Others [farmers] do care, though. I know because my dad is a farmer, and we grow a number of crops, including low-input and organic crops up in the Capay Valley. And my dad's employees are indeed Mexican, but extraordinarily stable in their employment. He does things like go to their soccer games and Quincieanera's. They make us things like tamales and other fantastic Mexican food. I hear my Christmas card was on his foreman's fridge last year. Not exactly the Cesar Chavez-type exploitation, seems like.What I said was this:
I've no doubt that he cares, and small farmers are the ones to look out for. The trouble (as Pollan points out) is that people look for cheep cheep instead of quality in their food. The trouble with trade barriers is they tend to be written for the big guys with big lobbies. Just look at how Cargill / ADM are making a killing on ethanol...People care about others for two reasons -- intrinsic ("I'm a good person and I do good things, i.e., golden rule") and extrinsic ("I'll do anything for money"), and it's important to keep these motivations in mind. If you live in a "community," both motivations contribute to ethical and reasonable business practices; First, because your customers are also your friends, neighbors and providers; second, because a bad reputation is the kiss of death. If you live in a transactions-based world ("I met this guy on the internet..."), then both motivations are weaker: First, because you are unlikely to know the person behind the customer, and second, because reputation means nothing.

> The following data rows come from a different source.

use std::time::Duration;

use reqwest::blocking::Client;
use scraper::Html;
use serde::{Deserialize, Serialize};

use crate::config::Config;
use crate::errors::{DigestError, DigestResult};

/// Longest page or comment text sent to the model, in characters
const MAX_INPUT_CHARS: usize = 20_000;

const SUMMARIZE_TIMEOUT_SECS: u64 = 120;

const PAGE_USER_AGENT: &str = "Mozilla/5.0 (compatible; feed-digest/0.1)";

#[cfg_attr(test, mockall::automock)]
pub trait Summarizer: Send + Sync {
    /// Summarize the page found at `url`
    fn summarize_url(&self, url: &str) -> DigestResult<String>;

    /// Summarize text the caller already has, such as a comment thread
    fn summarize_text(&self, text: &str) -> DigestResult<String>;
}

#[derive(Debug, Clone, Copy, PartialEq, Eq)]
pub enum SummaryMode {
    /// Short digest for scheduled feed runs
    Feed,
    /// Longer write-up for ad-hoc requests
    OnDemand,
}

impl SummaryMode {
    fn instructions(&self) -> &'static str {
        match self {
            SummaryMode::Feed => {
                "Summarize the following article in at most three short bullet points. \
                 Reply with the bullet points only."
            }
            SummaryMode::OnDemand => {
                "Write a thorough summary of the following article: a one-sentence overview, \
                 the key points as bullet points, and a short note on why it matters."
            }
        }
    }

    fn comment_instructions(&self) -> &'static str {
        "Summarize the main opinions in the following discussion thread in at most three \
         short bullet points. Mention notable disagreements."
    }
}

#[derive(Debug, Serialize)]
struct GenerateRequest<'a> {
    contents: Vec<Content<'a>>,
}

#[derive(Debug, Serialize)]
struct Content<'a> {
    role: &'a str,
    parts: Vec<Part<'a>>,
}

#[derive(Debug, Serialize)]
struct Part<'a> {
    text: &'a str,
}

#[derive(Debug, Deserialize)]
struct GenerateResponse {
    #[serde(default)]
    candidates: Vec<Candidate>,
}

#[derive(Debug, Deserialize)]
struct Candidate {
    content: Option<CandidateContent>,
}

#[derive(Debug, Deserialize)]
struct CandidateContent {
    #[serde(default)]
    parts: Vec<CandidatePart>,
}

#[derive(Debug, Deserialize)]
struct CandidatePart {
    #[serde(default)]
    text: Option<String>,
}

/// Summarizer backed by the Gemini `generateContent` API
pub struct GeminiSummarizer {
    client: Client,
    api_url: String,
    api_key: String,
    model: String,
    mode: SummaryMode,
}

impl GeminiSummarizer {
    pub fn new(api_url: &str, api_key: &str, model: &str, mode: SummaryMode) -> DigestResult<Self> {
        let client = Client::builder()
            .timeout(Duration::from_secs(SUMMARIZE_TIMEOUT_SECS))
            .build()?;

        Ok(Self {
            client,
            api_url: api_url.trim_end_matches('/').to_string(),
            api_key: api_key.to_string(),
            model: model.to_string(),
            mode,
        })
    }

    pub fn from_config(config: &Config, mode: SummaryMode) -> DigestResult<Self> {
        Self::new(
            &config.gemini_api_url,
            &config.gemini_api_key,
            &config.gemini_model,
            mode,
        )
    }

    fn endpoint(&self) -> String {
        format!("{}/models/{}:generateContent", self.api_url, self.model)
    }

    fn build_prompt(instructions: &str, body: &str) -> String {
        format!("{}\n\n---\n{}", instructions, truncate_chars(body, MAX_INPUT_CHARS))
    }

    /// Concatenated text of the first candidate
    fn extract_text(response: GenerateResponse) -> DigestResult<String> {
        let text: String = response
            .candidates
            .into_iter()
            .next()
            .and_then(|c| c.content)
            .map(|content| {
                content
                    .parts
                    .into_iter()
                    .filter_map(|p| p.text)
                    .collect::<Vec<_>>()
                    .join("")
            })
            .unwrap_or_default();

        let text = text.trim();
        if text.is_empty() {
            return Err(DigestError::Summarize("model returned no text".to_string()));
        }
        Ok(text.to_string())
    }

    fn generate(&self, prompt: &str) -> DigestResult<String> {
        let request = GenerateRequest {
            contents: vec![Content {
                role: "user",
                parts: vec![Part { text: prompt }],
            }],
        };

        let response = self
            .client
            .post(self.endpoint())
            .header("x-goog-api-key", &self.api_key)
            .json(&request)
            .send()
            .map_err(|e| DigestError::Summarize(format!("request failed: {}", e)))?;

        let status = response.status();
        if !status.is_success() {
            let body = response.text().unwrap_or_default();
            return Err(DigestError::Summarize(format!(
                "HTTP {}: {}",
                status,
                truncate_chars(&body, 300)
            )));
        }

        let parsed: GenerateResponse = response
            .json()
            .map_err(|e| DigestError::Summarize(format!("decoding response: {}", e)))?;

        Self::extract_text(parsed)
    }

    fn fetch_page_text(&self, url: &str) -> DigestResult<String> {
        let response = self
            .client
            .get(url)
            .header(reqwest::header::USER_AGENT, PAGE_USER_AGENT)
            .send()
            .map_err(|e| DigestError::Summarize(format!("fetching {}: {}", url, e)))?;

        let status = response.status();
        if !status.is_success() {
            return Err(DigestError::Summarize(format!("fetching {}: HTTP {}", url, status)));
        }

        let html = response
            .text()
            .map_err(|e| DigestError::Summarize(format!("reading {}: {}", url, e)))?;

        let text = html_to_text(&html);
        if text.is_empty() {
            return Err(DigestError::Summarize(format!("no readable text at {}", url)));
        }
        Ok(text)
    }
}

impl Summarizer for GeminiSummarizer {
    fn summarize_url(&self, url: &str) -> DigestResult<String> {
        let page = self.fetch_page_text(url)?;
        let body = format!("URL: {}\n\n{}", url, page);

        tracing::debug!(url, chars = page.len(), mode = ?self.mode, "summarizing page");
        self.generate(&Self::build_prompt(self.mode.instructions(), &body))
    }

    fn summarize_text(&self, text: &str) -> DigestResult<String> {
        tracing::debug!(chars = text.len(), "summarizing discussion");
        self.generate(&Self::build_prompt(self.mode.comment_instructions(), text))
    }
}

/// Extract readable text from an HTML page, skipping scripts and styles
pub fn html_to_text(html: &str) -> String {
    let document = Html::parse_document(html);
    let mut text = String::new();

    for node in document.root_element().descendants() {
        if let Some(text_node) = node.value().as_text() {
            let hidden = node
                .parent()
                .and_then(|p| p.value().as_element().map(|e| e.name()))
                .map(|name| matches!(name, "script" | "style" | "noscript" | "template"))
                .unwrap_or(false);
            if !hidden {
                text.push_str(text_node);
                text.push(' ');
            }
        }
    }

    // Collapse whitespace and trim
    text.split_whitespace().collect::<Vec<_>>().join(" ")
}

/// Truncate to at most `max_chars` characters on a char boundary
pub fn truncate_chars(s: &str, max_chars: usize) -> String {
    s.chars().take(max_chars).collect()
}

Bottom Line: Industry, scale and development can be very useful for economic efficiency, but one must also watch the incentives that arise in a transactions-based world. Without the glue that exists in a relations-based world, it's all too easy to screw your customers, suppliers, et al. in the quest for "extrinsic dollars".
* Approved by the Congress, and Bush says he'll veto. That would be good and brave, so I have my doubts.